Desde que se hizo público su retiro de los escenarios musicales, a finales del año 2022, sentí en mi intimidad la necesidad de destacar, de algún modo, el papel central que representó en mi vida, el descubrimiento de la poesía y música de este Orfeo moderno.
Y para hacer público mi homenaje no encontré mejor tribuna que la columna digital que me ofrece con generosidad el diario madrileño con el que colaboro desde hace algunos años.
Nacido que fui en un pequeño “paese ”genovés llamado “Boca del Riachuelo “que vio la luz y se desarrolló contra la voluntad de la metrópoli porteña en los albores del siglo XIX, y crecido luego entre los arrullos ensordecedores de las gargantas enronquecidas de su legendarios seguidores futbolísticos que hacían vibrar el cemento del estadio –pues vivía frente a la Bombonera” elegí simbólicamente dirigirme a las acalladas aguas de su puerto, antaño vientre de mil rayos, para lanzar, al viejo estilo, esta botella al mar que busca encontrar a su destinatario entre las casas pueblerinas a las que baña el mítico Mediterráneo que el mismo homenajeado contribuyera a eternizar con su música y su poesía.
Y fue un disparador inesperado el que condujo mi envío a tomar impulso para que zarpara cargado solo de optimismo..

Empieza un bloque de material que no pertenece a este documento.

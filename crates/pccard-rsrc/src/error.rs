use thiserror::Error;

pub type Result<T> = std::result::Result<T, RsrcError>;

/// Errors surfaced by the resource pools and the IRQ table.
#[derive(Debug, Error, PartialEq, Eq)]
pub enum RsrcError {
    /// The caller tried to manage a range that overlaps an already-managed one.
    #[error("range conflict: base={base:#x} len={len:#x}")]
    Conflict { base: u32, len: u32 },

    /// No free interval can satisfy the request.
    #[error("out of resource: len={len:#x} align={align:#x}")]
    OutOfResource { len: u32, align: u32 },

    /// Caller-supplied geometry is invalid (zero length, overflowing span,
    /// alignment that is not a power of two).
    #[error("bad arguments: {0}")]
    BadArgs(&'static str),

    /// `release` named a range that was never granted by `find`.
    #[error("not a live grant: base={base:#x} len={len:#x}")]
    NotGranted { base: u32, len: u32 },

    /// The interrupt line is already owned in an incompatible mode.
    #[error("irq line {line} in use")]
    InUse { line: u8 },

    /// Interrupt line index outside the table.
    #[error("bad irq line {line}")]
    BadLine { line: u8 },
}
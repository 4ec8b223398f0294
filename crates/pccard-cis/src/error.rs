use thiserror::Error;

pub type Result<T> = std::result::Result<T, CisError>;

/// Errors from CIS chain walking and tuple decoding.
#[derive(Debug, Error, PartialEq, Eq)]
pub enum CisError {
    /// The walk reached a terminator with no further link, or the desired
    /// tuple code never appeared. The normal end-of-iteration signal, not a
    /// card fault.
    #[error("no more tuples")]
    NoMoreItems,

    /// The chain or a tuple body is malformed beyond what skipping tolerates.
    #[error("bad tuple: {0}")]
    BadTuple(&'static str),

    /// A read or write landed outside the card's address space.
    #[error("bad offset: space={space} offset={offset:#x}")]
    BadOffset { space: &'static str, offset: u32 },

    /// Recognized tuple code with no decoder. Callers skip these using the
    /// header's length field.
    #[error("unsupported tuple code {code:#04x}")]
    Unsupported { code: u8 },

    /// The underlying byte-access primitive failed.
    #[error("card memory access failed: {0}")]
    Access(&'static str),
}
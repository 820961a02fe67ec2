//! Request ID generation for admin requests.
//!
//! Every request gets an `x-request-id` (UUID v4) unless the client sent
//! one; the same value is echoed on the response.

use axum::http::{HeaderValue, Request};
use tower_http::request_id::{MakeRequestId, RequestId};
use uuid::Uuid;

#[derive(Debug, Clone, Copy, Default)]
pub struct UuidRequestId;

impl MakeRequestId for UuidRequestId {
    fn make_request_id<B>(&mut self, _request: &Request<B>) -> Option<RequestId> {
        HeaderValue::from_str(&Uuid::new_v4().to_string())
            .ok()
            .map(RequestId::new)
    }
}
use std::collections::BTreeMap;
use std::str::FromStr;

use axum::{
    extract::{rejection::JsonRejection, State},
    http::StatusCode,
    response::{IntoResponse, Response},
    Json,
};
use serde::{Deserialize, Serialize};

use crate::admin::AppState;
use crate::resilience::{CircuitMetrics, CircuitState, HealthStatus, StatsSummary};

#[derive(Debug, Serialize)]
#[serde(rename_all = "camelCase")]
pub struct HealthReport {
    pub overall_health: bool,
    pub circuits: BTreeMap<String, HealthStatus>,
}

#[derive(Debug, Serialize)]
pub struct StatsReport {
    pub summary: StatsSummary,
    pub circuits: Vec<CircuitStats>,
}

#[derive(Debug, Serialize)]
pub struct CircuitStats {
    pub name: String,
    pub metrics: CircuitMetrics,
    pub health: HealthStatus,
}

/// Body of `POST /control`. Fields are optional so that missing ones map
/// to 400 instead of a deserialization rejection.
#[derive(Debug, Default, Deserialize)]
#[serde(rename_all = "camelCase")]
pub struct ControlRequest {
    pub action: Option<String>,
    pub circuit_name: Option<String>,
    pub reason: Option<String>,
}

#[derive(Debug, Clone, Copy, PartialEq, Eq, Serialize)]
#[serde(rename_all = "lowercase")]
pub enum ControlAction {
    Open,
    Close,
    Reset,
}

impl FromStr for ControlAction {
    type Err = ();

    fn from_str(s: &str) -> Result<Self, Self::Err> {
        match s {
            "open" => Ok(ControlAction::Open),
            "close" => Ok(ControlAction::Close),
            "reset" => Ok(ControlAction::Reset),
            _ => Err(()),
        }
    }
}

#[derive(Debug, Serialize)]
#[serde(rename_all = "camelCase")]
pub struct ControlResponse {
    pub success: bool,
    pub circuit_name: String,
    pub action: ControlAction,
    pub state: CircuitState,
    pub metrics: CircuitMetrics,
    pub health: HealthStatus,
}

/// Error returned by admin endpoints as `{"error": "..."}`.
#[derive(Debug)]
pub enum AdminError {
    BadRequest(String),
    NotFound(String),
}

impl IntoResponse for AdminError {
    fn into_response(self) -> Response {
        let (status, message) = match self {
            AdminError::BadRequest(msg) => (StatusCode::BAD_REQUEST, msg),
            AdminError::NotFound(msg) => (StatusCode::NOT_FOUND, msg),
        };
        (status, Json(serde_json::json!({ "error": message }))).into_response()
    }
}

pub async fn get_health(State(state): State<AppState>) -> Json<HealthReport> {
    let circuits = state.manager.health_status();
    Json(HealthReport {
        overall_health: circuits.values().all(|h| h.healthy),
        circuits,
    })
}

pub async fn get_stats(State(state): State<AppState>) -> Json<StatsReport> {
    let circuits: Vec<CircuitStats> = state
        .manager
        .snapshots()
        .into_iter()
        .map(|(name, (metrics, health))| CircuitStats {
            name,
            metrics,
            health,
        })
        .collect();

    Json(StatsReport {
        summary: StatsSummary::from_metrics(circuits.iter().map(|c| &c.metrics)),
        circuits,
    })
}

pub async fn control_circuit(
    State(state): State<AppState>,
    payload: Result<Json<ControlRequest>, JsonRejection>,
) -> Result<Json<ControlResponse>, AdminError> {
    let Json(request) = payload.map_err(|e| AdminError::BadRequest(e.body_text()))?;

    let action = request
        .action
        .as_deref()
        .ok_or_else(|| AdminError::BadRequest("missing field 'action'".to_string()))?;
    let circuit_name = request
        .circuit_name
        .ok_or_else(|| AdminError::BadRequest("missing field 'circuitName'".to_string()))?;
    let action = action.parse::<ControlAction>().map_err(|_| {
        AdminError::BadRequest(format!(
            "invalid action '{}', expected open, close or reset",
            action
        ))
    })?;

    let circuit = state
        .manager
        .get_circuit_by_name(&circuit_name)
        .ok_or_else(|| AdminError::NotFound(format!("circuit '{}' not found", circuit_name)))?;

    let reason = request
        .reason
        .unwrap_or_else(|| "manual override via admin API".to_string());
    match action {
        ControlAction::Open => circuit.force_open(reason.clone()),
        ControlAction::Close => circuit.force_close(reason.clone()),
        ControlAction::Reset => circuit.reset(),
    }

    tracing::info!(
        circuit = %circuit_name,
        action = ?action,
        reason = %reason,
        state = %circuit.state(),
        "Admin control applied"
    );

    Ok(Json(ControlResponse {
        success: true,
        circuit_name,
        action,
        state: circuit.state(),
        metrics: circuit.metrics(),
        health: circuit.health_status(),
    }))
}
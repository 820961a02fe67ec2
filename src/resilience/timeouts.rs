//! Timeout enforcement.
//!
//! # Responsibilities
//! - Race a spawned operation against the per-call deadline
//! - Distinguish completion, timeout and task failure
//!
//! # Design Decisions
//! - Uses Tokio's timeout facilities
//! - Losing the race detaches the operation instead of aborting it
//! - A panicking operation is reported as its own outcome, not as a timeout

use std::time::Duration;

use tokio::task::JoinHandle;

/// How a raced operation settled.
#[derive(Debug)]
pub(crate) enum Settled<T, E> {
    Completed(Result<T, E>),
    TimedOut,
    Aborted,
}

/// Wait for `handle` for at most `deadline`.
///
/// Dropping a `JoinHandle` does not cancel its task, so an operation that
/// loses the race keeps running to completion in the background.
pub(crate) async fn race<T, E>(handle: JoinHandle<Result<T, E>>, deadline: Duration) -> Settled<T, E> {
    match tokio::time::timeout(deadline, handle).await {
        Ok(Ok(outcome)) => Settled::Completed(outcome),
        Ok(Err(join_error)) => {
            tracing::error!(error = %join_error, "Protected operation task failed");
            Settled::Aborted
        }
        Err(_) => Settled::TimedOut,
    }
}

#[cfg(test)]
mod tests {
    use super::*;

    #[tokio::test(start_paused = true)]
    async fn test_fast_operation_wins() {
        let handle = tokio::spawn(async { Ok::<_, ()>(7) });
        match race(handle, Duration::from_millis(100)).await {
            Settled::Completed(Ok(v)) => assert_eq!(v, 7),
            other => panic!("unexpected outcome: {:?}", other),
        }
    }

    #[tokio::test(start_paused = true)]
    async fn test_slow_operation_times_out() {
        let handle = tokio::spawn(async {
            tokio::time::sleep(Duration::from_secs(5)).await;
            Ok::<_, ()>(())
        });
        assert!(matches!(race(handle, Duration::from_millis(100)).await, Settled::TimedOut));
    }

    #[tokio::test]
    async fn test_panicking_operation_is_aborted() {
        let handle = tokio::spawn(async {
            if true {
                panic!("boom");
            }
            Ok::<(), ()>(())
        });
        assert!(matches!(race(handle, Duration::from_secs(1)).await, Settled::Aborted));
    }
}
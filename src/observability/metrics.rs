//! Metrics collection and exposition.
//!
//! # Metrics
//! - `circuit_requests_total` (counter): settled calls by circuit, outcome
//! - `circuit_rejected_total` (counter): short-circuited calls by circuit
//! - `circuit_state` (gauge): 0=closed, 1=open, 2=half-open
//! - `circuit_transitions_total` (counter): transitions by circuit, target state
//!
//! Without an installed recorder every call here is a no-op.

use std::net::SocketAddr;

use metrics_exporter_prometheus::{BuildError, PrometheusBuilder};

use crate::resilience::CircuitState;

/// Install the Prometheus recorder and its HTTP scrape endpoint.
pub fn init_metrics(addr: SocketAddr) -> Result<(), BuildError> {
    PrometheusBuilder::new().with_http_listener(addr).install()?;
    tracing::info!(address = %addr, "Metrics endpoint started");
    Ok(())
}

pub fn record_call(circuit: &str, outcome: &'static str) {
    ::metrics::counter!(
        "circuit_requests_total",
        "circuit" => circuit.to_string(),
        "outcome" => outcome
    )
    .increment(1);
}

pub fn record_rejection(circuit: &str) {
    ::metrics::counter!("circuit_rejected_total", "circuit" => circuit.to_string()).increment(1);
}

pub fn record_transition(circuit: &str, to: CircuitState) {
    ::metrics::counter!(
        "circuit_transitions_total",
        "circuit" => circuit.to_string(),
        "to" => to.as_str()
    )
    .increment(1);
    record_state(circuit, to);
}

pub fn record_state(circuit: &str, state: CircuitState) {
    let value = match state {
        CircuitState::Closed => 0.0,
        CircuitState::Open => 1.0,
        CircuitState::HalfOpen => 2.0,
    };
    ::metrics::gauge!("circuit_state", "circuit" => circuit.to_string()).set(value);
}
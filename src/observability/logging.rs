//! Structured logging.
//!
//! # Responsibilities
//! - Initialize logging subsystem
//! - Log every circuit event published by the registry
//!
//! # Design Decisions
//! - Uses tracing crate for structured logging
//! - `RUST_LOG` overrides the configured level

use tokio::sync::broadcast;
use tracing_subscriber::{layer::SubscriberExt, util::SubscriberInitExt, EnvFilter};

use crate::config::ObservabilityConfig;
use crate::resilience::CircuitEvent;

/// Install the global subscriber. Call once, from `main`.
pub fn init_logging(config: &ObservabilityConfig) {
    let fallback = format!("dependency_breaker={0},tower_http={0}", config.log_level);
    tracing_subscriber::registry()
        .with(EnvFilter::try_from_default_env().unwrap_or_else(|_| fallback.into()))
        .with(tracing_subscriber::fmt::layer())
        .init();
}

/// Log circuit events until `shutdown` fires or the registry goes away.
pub async fn log_events(
    mut events: broadcast::Receiver<CircuitEvent>,
    mut shutdown: broadcast::Receiver<()>,
) {
    loop {
        tokio::select! {
            received = events.recv() => match received {
                Ok(event) => log_event(&event),
                Err(broadcast::error::RecvError::Lagged(skipped)) => {
                    tracing::warn!(skipped, "Event logger lagged behind");
                }
                Err(broadcast::error::RecvError::Closed) => break,
            },
            _ = shutdown.recv() => break,
        }
    }
    tracing::debug!("Event logger stopped");
}

fn log_event(event: &CircuitEvent) {
    match event {
        CircuitEvent::Open { circuit, metrics, context } => tracing::warn!(
            event = "open",
            circuit = %circuit,
            failed_requests = metrics.failed_requests,
            consecutive_failures = metrics.consecutive_failures,
            context = ?context,
            "Dependency marked unavailable"
        ),
        CircuitEvent::Close { circuit, metrics, context } => tracing::info!(
            event = "close",
            circuit = %circuit,
            successful_requests = metrics.successful_requests,
            context = ?context,
            "Dependency recovered"
        ),
        CircuitEvent::StateChange { circuit, from, to, reason } => tracing::info!(
            event = "stateChange",
            circuit = %circuit,
            from = %from,
            to = %to,
            reason = reason.as_deref().unwrap_or(""),
            "Circuit transition"
        ),
    }
}

#[cfg(test)]
mod tests {
    use super::*;
    use crate::resilience::CircuitState;
    use std::time::Duration;

    #[tokio::test]
    async fn test_logger_stops_on_shutdown() {
        let (events_tx, events_rx) = broadcast::channel(4);
        let (shutdown_tx, shutdown_rx) = broadcast::channel(1);
        let task = tokio::spawn(log_events(events_rx, shutdown_rx));

        events_tx
            .send(CircuitEvent::StateChange {
                circuit: "cache".into(),
                from: CircuitState::Closed,
                to: CircuitState::Open,
                reason: None,
            })
            .unwrap();
        shutdown_tx.send(()).unwrap();

        tokio::time::timeout(Duration::from_secs(1), task)
            .await
            .expect("logger should exit")
            .unwrap();
    }
}
//! Shared utilities for integration tests.

use std::future::Future;
use std::net::SocketAddr;
use std::sync::atomic::{AtomicUsize, Ordering};
use std::sync::Arc;
use std::time::Duration;

use axum::{http::StatusCode, routing::get, Router};
use dependency_breaker::config::CircuitConfig;
use tokio::net::TcpListener;

/// Circuit settings used across tests.
#[allow(dead_code)]
pub fn test_config(name: &str, failure_threshold: u32, recovery_ms: u64) -> CircuitConfig {
    CircuitConfig::named(name)
        .with_failure_threshold(failure_threshold)
        .with_recovery_timeout(Duration::from_millis(recovery_ms))
        .with_timeout(Duration::from_millis(500))
}

/// Counts how often an operation was actually invoked.
#[derive(Clone, Default)]
#[allow(dead_code)]
pub struct CallCounter(Arc<AtomicUsize>);

#[allow(dead_code)]
impl CallCounter {
    pub fn count(&self) -> usize {
        self.0.load(Ordering::SeqCst)
    }

    /// Operation that records its invocation and then yields `result`.
    pub fn op<T: Send + 'static>(
        &self,
        result: Result<T, String>,
    ) -> impl FnOnce() -> std::pin::Pin<Box<dyn Future<Output = Result<T, String>> + Send>> {
        let counter = self.0.clone();
        move || {
            counter.fetch_add(1, Ordering::SeqCst);
            Box::pin(async move { result })
        }
    }
}

/// Start a programmable HTTP backend on an ephemeral port. `f` decides the
/// status of every response.
#[allow(dead_code)]
pub async fn start_programmable_backend<F>(f: F) -> SocketAddr
where
    F: Fn() -> StatusCode + Clone + Send + Sync + 'static,
{
    let listener = TcpListener::bind("127.0.0.1:0").await.unwrap();
    let addr = listener.local_addr().unwrap();

    let app = Router::new().route(
        "/",
        get(move || {
            let f = f.clone();
            async move {
                let status = f();
                (status, format!("{{\"status\":{}}}", status.as_u16()))
            }
        }),
    );
    tokio::spawn(async move {
        let _ = axum::serve(listener, app).await;
    });
    addr
}
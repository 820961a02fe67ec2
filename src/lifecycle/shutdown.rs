//! Shutdown coordination for the service.

use tokio::sync::broadcast;

/// Coordinator for graceful shutdown.
///
/// Long-running tasks (admin server, event logger) subscribe and exit when
/// the signal fires.
#[derive(Debug, Clone)]
pub struct Shutdown {
    tx: broadcast::Sender<()>,
}

impl Shutdown {
    pub fn new() -> Self {
        let (tx, _) = broadcast::channel(1);
        Self { tx }
    }

    /// Subscribe to the shutdown signal.
    pub fn subscribe(&self) -> broadcast::Receiver<()> {
        self.tx.subscribe()
    }

    /// Future that resolves once shutdown is triggered.
    pub fn signalled(&self) -> impl std::future::Future<Output = ()> + Send + 'static {
        let mut rx = self.subscribe();
        async move {
            let _ = rx.recv().await;
        }
    }

    /// Trigger the shutdown signal.
    pub fn trigger(&self) {
        let _ = self.tx.send(());
    }

    /// Number of tasks still listening.
    pub fn receiver_count(&self) -> usize {
        self.tx.receiver_count()
    }
}

impl Default for Shutdown {
    fn default() -> Self {
        Self::new()
    }
}

#[cfg(test)]
mod tests {
    use super::*;

    #[tokio::test]
    async fn test_trigger_wakes_subscribers() {
        let shutdown = Shutdown::new();
        let waiter = tokio::spawn(shutdown.signalled());
        assert_eq!(shutdown.receiver_count(), 1);

        shutdown.trigger();
        waiter.await.unwrap();
    }
}
impl CircuitBreaker {
    /// Create a standalone circuit.
    pub fn new(config: CircuitConfig) -> Result<Self, ConfigError> {
        Self::with_forwarding(config, None)
    }

    /// Create a circuit whose events are also published on `forward`.
    pub(crate) fn with_forwarding(
        config: CircuitConfig,
        forward: Option<broadcast::Sender<CircuitEvent>>,
    ) -> Result<Self, ConfigError> {
        validate_circuit(&config).map_err(ConfigError::Validation)?;
        metrics::record_state(&config.name, CircuitState::Closed);

        Ok(Self {
            shared: Arc::new(Shared {
                config,
                inner: Mutex::new(Inner::new()),
                events: EventSink::new(forward),
            }),
        })
    }

    pub fn name(&self) -> &str {
        &self.shared.config.name
    }

    pub fn config(&self) -> &CircuitConfig {
        &self.shared.config
    }

    /// True when both handles refer to the same circuit.
    pub fn same_as(&self, other: &CircuitBreaker) -> bool {
        Arc::ptr_eq(&self.shared, &other.shared)
    }

    /// Subscribe to this circuit's events.
    pub fn subscribe(&self) -> broadcast::Receiver<CircuitEvent> {
        self.shared.events.subscribe()
    }

    /// Run `operation` through the circuit.
    ///
    /// Fails fast with [`CircuitError::Open`] without invoking `operation`
    /// while the circuit is open, or while half-open with all probe slots
    /// taken. Otherwise the operation races the per-call timeout; its value
    /// or its own error is returned unchanged.
    ///
    /// The operation runs on a spawned task. Dropping the returned future
    /// stops the wait, not the accounting.
    pub async fn execute<F, Fut, T, E>(
        &self,
        operation: F,
        context: CallContext,
    ) -> Result<T, CircuitError<E>>
    where
        F: FnOnce() -> Fut,
        Fut: Future<Output = Result<T, E>> + Send + 'static,
        T: Send + 'static,
        E: Send + 'static,
    {
        let admission = match self.admit() {
            Ok(admission) => admission,
            Err(retry_after) => {
                tracing::debug!(circuit = %self.name(), context = ?context, "Call short-circuited");
                return Err(CircuitError::Open {
                    circuit: self.name().to_string(),
                    retry_after,
                });
            }
        };

        let deadline = self.shared.config.timeout();
        let task = tokio::spawn(operation());
        let (tx, rx) = oneshot::channel();
        let circuit = self.clone();

        tokio::spawn(async move {
            let result = match race(task, deadline).await {
                Settled::Completed(Ok(value)) => {
                    circuit.record(admission, Outcome::Success, &context);
                    Ok(value)
                }
                Settled::Completed(Err(e)) => {
                    circuit.record(admission, Outcome::Failure, &context);
                    Err(CircuitError::Operation(e))
                }
                Settled::TimedOut => {
                    circuit.record(admission, Outcome::Timeout, &context);
                    Err(CircuitError::Timeout {
                        circuit: circuit.name().to_string(),
                        timeout: deadline,
                    })
                }
                Settled::Aborted => {
                    circuit.record(admission, Outcome::Failure, &context);
                    Err(CircuitError::Aborted {
                        circuit: circuit.name().to_string(),
                    })
                }
            };
            // The caller may have stopped waiting.
            let _ = tx.send(result);
        });

        rx.await.unwrap_or_else(|_| {
            Err(CircuitError::Aborted {
                circuit: self.name().to_string(),
            })
        })
    }

    pub fn state(&self) -> CircuitState {
        self.lock().state
    }

    /// Snapshot of the counters.
    pub fn metrics(&self) -> CircuitMetrics {
        self.lock().metrics.clone()
    }

    pub fn health_status(&self) -> HealthStatus {
        self.health_of(&self.lock())
    }

    /// Metrics and health taken under one lock, so they always agree.
    pub fn snapshot(&self) -> (CircuitMetrics, HealthStatus) {
        let inner = self.lock();
        (inner.metrics.clone(), self.health_of(&inner))
    }

    /// Open the circuit regardless of its counters.
    ///
    /// Forcing an already open circuit restarts the recovery window. A
    /// forced-open circuit recovers through the normal recovery timeout.
    pub fn force_open(&self, reason: impl Into<String>) {
        let mut inner = self.lock();
        self.transition(&mut inner, CircuitState::Open, Some(reason.into()));
    }

    /// Close the circuit regardless of its counters.
    pub fn force_close(&self, reason: impl Into<String>) {
        let mut inner = self.lock();
        if inner.state != CircuitState::Closed {
            self.transition(&mut inner, CircuitState::Closed, Some(reason.into()));
        }
        inner.metrics.consecutive_failures = 0;
    }

    /// Clear all counters and return to closed. Config is untouched.
    pub fn reset(&self) {
        let mut inner = self.lock();
        let from = inner.state;
        let epoch = inner.epoch + 1;
        *inner = Inner::new();
        inner.epoch = epoch;
        metrics::record_state(self.name(), CircuitState::Closed);

        tracing::info!(circuit = %self.name(), from = %from, "Circuit reset");
        if from != CircuitState::Closed {
            self.shared.events.emit(CircuitEvent::StateChange {
                circuit: self.name().to_string(),
                from,
                to: CircuitState::Closed,
                reason: Some("reset".to_string()),
            });
        }
    }

    fn lock(&self) -> MutexGuard<'_, Inner> {
        self.shared
            .inner
            .lock()
            .unwrap_or_else(PoisonError::into_inner)
    }

    /// Decide whether a call may run. `Err` carries the remaining recovery
    /// time when it is known.
    fn admit(&self) -> Result<Admission, Option<Duration>> {
        let mut inner = self.lock();

        match inner.state {
            CircuitState::Closed => Ok(Admission {
                probe: false,
                epoch: inner.epoch,
            }),
            CircuitState::Open => {
                let now = Instant::now();
                let ready_at = match inner.opened_at {
                    Some(opened) => opened.checked_add(self.shared.config.recovery_timeout()),
                    None => Some(now),
                };

                match ready_at {
                    Some(ready_at) if now < ready_at => {
                        self.reject(&mut inner);
                        return Err(Some(ready_at - now));
                    }
                    // Window too long to represent: stays open until overridden.
                    None => {
                        self.reject(&mut inner);
                        return Err(None);
                    }
                    Some(_) => {}
                }

                self.transition(&mut inner, CircuitState::HalfOpen, None);
                inner.probes_in_flight = 1;
                Ok(Admission {
                    probe: true,
                    epoch: inner.epoch,
                })
            }
            CircuitState::HalfOpen => {
                if inner.probes_in_flight >= self.shared.config.half_open_max_probes {
                    self.reject(&mut inner);
                    return Err(None);
                }
                inner.probes_in_flight += 1;
                Ok(Admission {
                    probe: true,
                    epoch: inner.epoch,
                })
            }
        }
    }

    fn health_of(&self, inner: &Inner) -> HealthStatus {
        let next_attempt = match inner.state {
            CircuitState::Open => inner
                .metrics
                .opened_at
                .map(|opened| opened.saturating_add(self.shared.config.recovery_timeout_ms)),
            _ => None,
        };

        HealthStatus {
            state: inner.state,
            healthy: inner.state != CircuitState::Open,
            failure_rate: inner.metrics.failure_rate(),
            last_failure: inner.metrics.last_failure_time,
            next_attempt,
        }
    }

    fn reject(&self, inner: &mut Inner) {
        inner.metrics.rejected_requests += 1;
        metrics::record_rejection(self.name());
    }

    /// Apply a settled call to counters and state.
    fn record(&self, admission: Admission, outcome: Outcome, context: &CallContext) {
        let mut inner = self.lock();
        let config = &self.shared.config;
        let now = epoch_millis();

        // Probes admitted before the last transition no longer drive the state machine.
        let current = admission.epoch == inner.epoch;
        if admission.probe && current {
            inner.probes_in_flight = inner.probes_in_flight.saturating_sub(1);
        }
        let probe = admission.probe && current && inner.state == CircuitState::HalfOpen;
        // Only probes move the success streak while half-open.
        let counts_streak = probe || inner.state != CircuitState::HalfOpen;

        inner.metrics.total_requests += 1;
        metrics::record_call(self.name(), outcome.label());

        match outcome {
            Outcome::Success => {
                inner.metrics.successful_requests += 1;
                inner.metrics.consecutive_failures = 0;
                if counts_streak {
                    inner.metrics.consecutive_successes += 1;
                }
                inner.metrics.last_success_time = Some(now);

                if probe && inner.metrics.consecutive_successes >= config.success_threshold {
                    self.transition(&mut inner, CircuitState::Closed, None);
                    self.shared.events.emit(CircuitEvent::Close {
                        circuit: self.name().to_string(),
                        metrics: inner.metrics.clone(),
                        context: context.clone(),
                    });
                }
            }
            Outcome::Failure | Outcome::Timeout => {
                inner.metrics.failed_requests += 1;
                if matches!(outcome, Outcome::Timeout) {
                    inner.metrics.timeout_requests += 1;
                }
                inner.metrics.consecutive_failures += 1;
                if counts_streak {
                    inner.metrics.consecutive_successes = 0;
                }
                inner.metrics.last_failure_time = Some(now);

                tracing::debug!(
                    circuit = %self.name(),
                    outcome = outcome.label(),
                    consecutive_failures = inner.metrics.consecutive_failures,
                    context = ?context,
                    "Protected call failed"
                );

                let trip = match inner.state {
                    CircuitState::Closed => {
                        inner.metrics.consecutive_failures >= config.failure_threshold
                    }
                    CircuitState::HalfOpen => probe,
                    // Stragglers admitted before the trip do not extend the window.
                    CircuitState::Open => false,
                };
                if trip {
                    self.transition(&mut inner, CircuitState::Open, None);
                    self.shared.events.emit(CircuitEvent::Open {
                        circuit: self.name().to_string(),
                        metrics: inner.metrics.clone(),
                        context: context.clone(),
                    });
                }
            }
        }
    }

    /// Move to `to`, stamp the recovery clock and announce the change.
    /// Must be called with the lock held.
    fn transition(&self, inner: &mut Inner, to: CircuitState, reason: Option<String>) {
        let from = inner.state;
        inner.state = to;
        inner.epoch += 1;
        inner.probes_in_flight = 0;

        match to {
            CircuitState::Open => {
                inner.opened_at = Some(Instant::now());
                inner.metrics.opened_at = Some(epoch_millis());
                inner.metrics.consecutive_successes = 0;
            }
            CircuitState::Closed => {
                inner.opened_at = None;
                inner.metrics.opened_at = None;
                inner.metrics.consecutive_failures = 0;
            }
            CircuitState::HalfOpen => {
                inner.metrics.consecutive_successes = 0;
            }
        }

        match to {
            CircuitState::Open => tracing::warn!(
                circuit = %self.name(),
                from = %from,
                consecutive_failures = inner.metrics.consecutive_failures,
                recovery_timeout_ms = self.shared.config.recovery_timeout_ms,
                reason = ?reason,
                "Circuit opened"
            ),
            _ => tracing::info!(
                circuit = %self.name(),
                from = %from,
                to = %to,
                reason = ?reason,
                "Circuit state changed"
            ),
        }
        metrics::record_transition(self.name(), to);

        self.shared.events.emit(CircuitEvent::StateChange {
            circuit: self.name().to_string(),
            from,
            to,
            reason,
        });
    }
}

En efecto, algunos años atrás, mientras ordenaba los papeles e imágenes que darían forma al libro de Memorias que presenté el pasado año en el salón de mi barrio natal donde nació su magnífica escuela artística, reencontré entre estas últimas, una fotografía de los años ochenta que registra uno de los momentos más recordables de mi vida social, a punto tal que, de inmediato, consideré necesario incorporarla, por su incuestionable valor testimonial, a las páginas de la obra que estaba preparando entonces.
Es el momento en que compartí una imagen gráfica con el famoso cantautor catalán, que desde su llegada a nuestra tierra, casi dos décadas atrás de aquel episodio, se convirtió en la más importante referencia de la música popular de habla española en nuestro país y en el resto de Latinoamérica.
Lo curioso del caso es que los factores que contribuyeron a hacer posible este encuentro fueron fruto de la casualidad…
Transcurría el verano del año 1988, cuando una mañana del mes de febrero (según creo recordar) recibí un llamado telefónico de un empresario teatral llamado Luis Madarano, administrador de una gigantesca carpa de espectáculos artísticos y deportivos que operaba comercialmente en Mar del Plata en la intersección de la avenida Juan B Justo y la calle Edison bajo la denominación de SuperDomo
Por medio de dicha comunicación, el mencionado empresario me instaba a viajar a la costa atlántica en fecha a serme indicada, con el objeto de cumplir el pago de una deuda que mantenía con mi estudio.
Agradecido a la vez que sorprendido por la inesperada noticia que transmitía, pregunte quien se presentaría en el estadio para que pudiera, con tanta seguridad, asegurarme que viajara nada menos que 400 kms, respondiéndome escuetamente “puede viajar tranquilo, viene Serra…”(sic)
De más está decir la alegría que se apoderó de mi espíritu cuando escuche ese nombre, imaginando que en el Domo tendría la posibilidad de conocer personalmente al gran artista catalán que me había devuelto el sueño aquella noche del año 1970…!
Por fortuna estábamos transcurriendo el año 1988…si hubiera acontecido la misma situación en nuestros días, el empresario seguramente me hubiera propuesto hacer efectivo el pago por medio de una transferencia bancaria electrónica, y esa fotografía nunca hubiera existido!
Así fue que el día de febrero señalado por el empresario, conocí personalmente a Serrat!
Fue en el momento previo a su actuación, mientras lo aguardaban 3500 asistentes.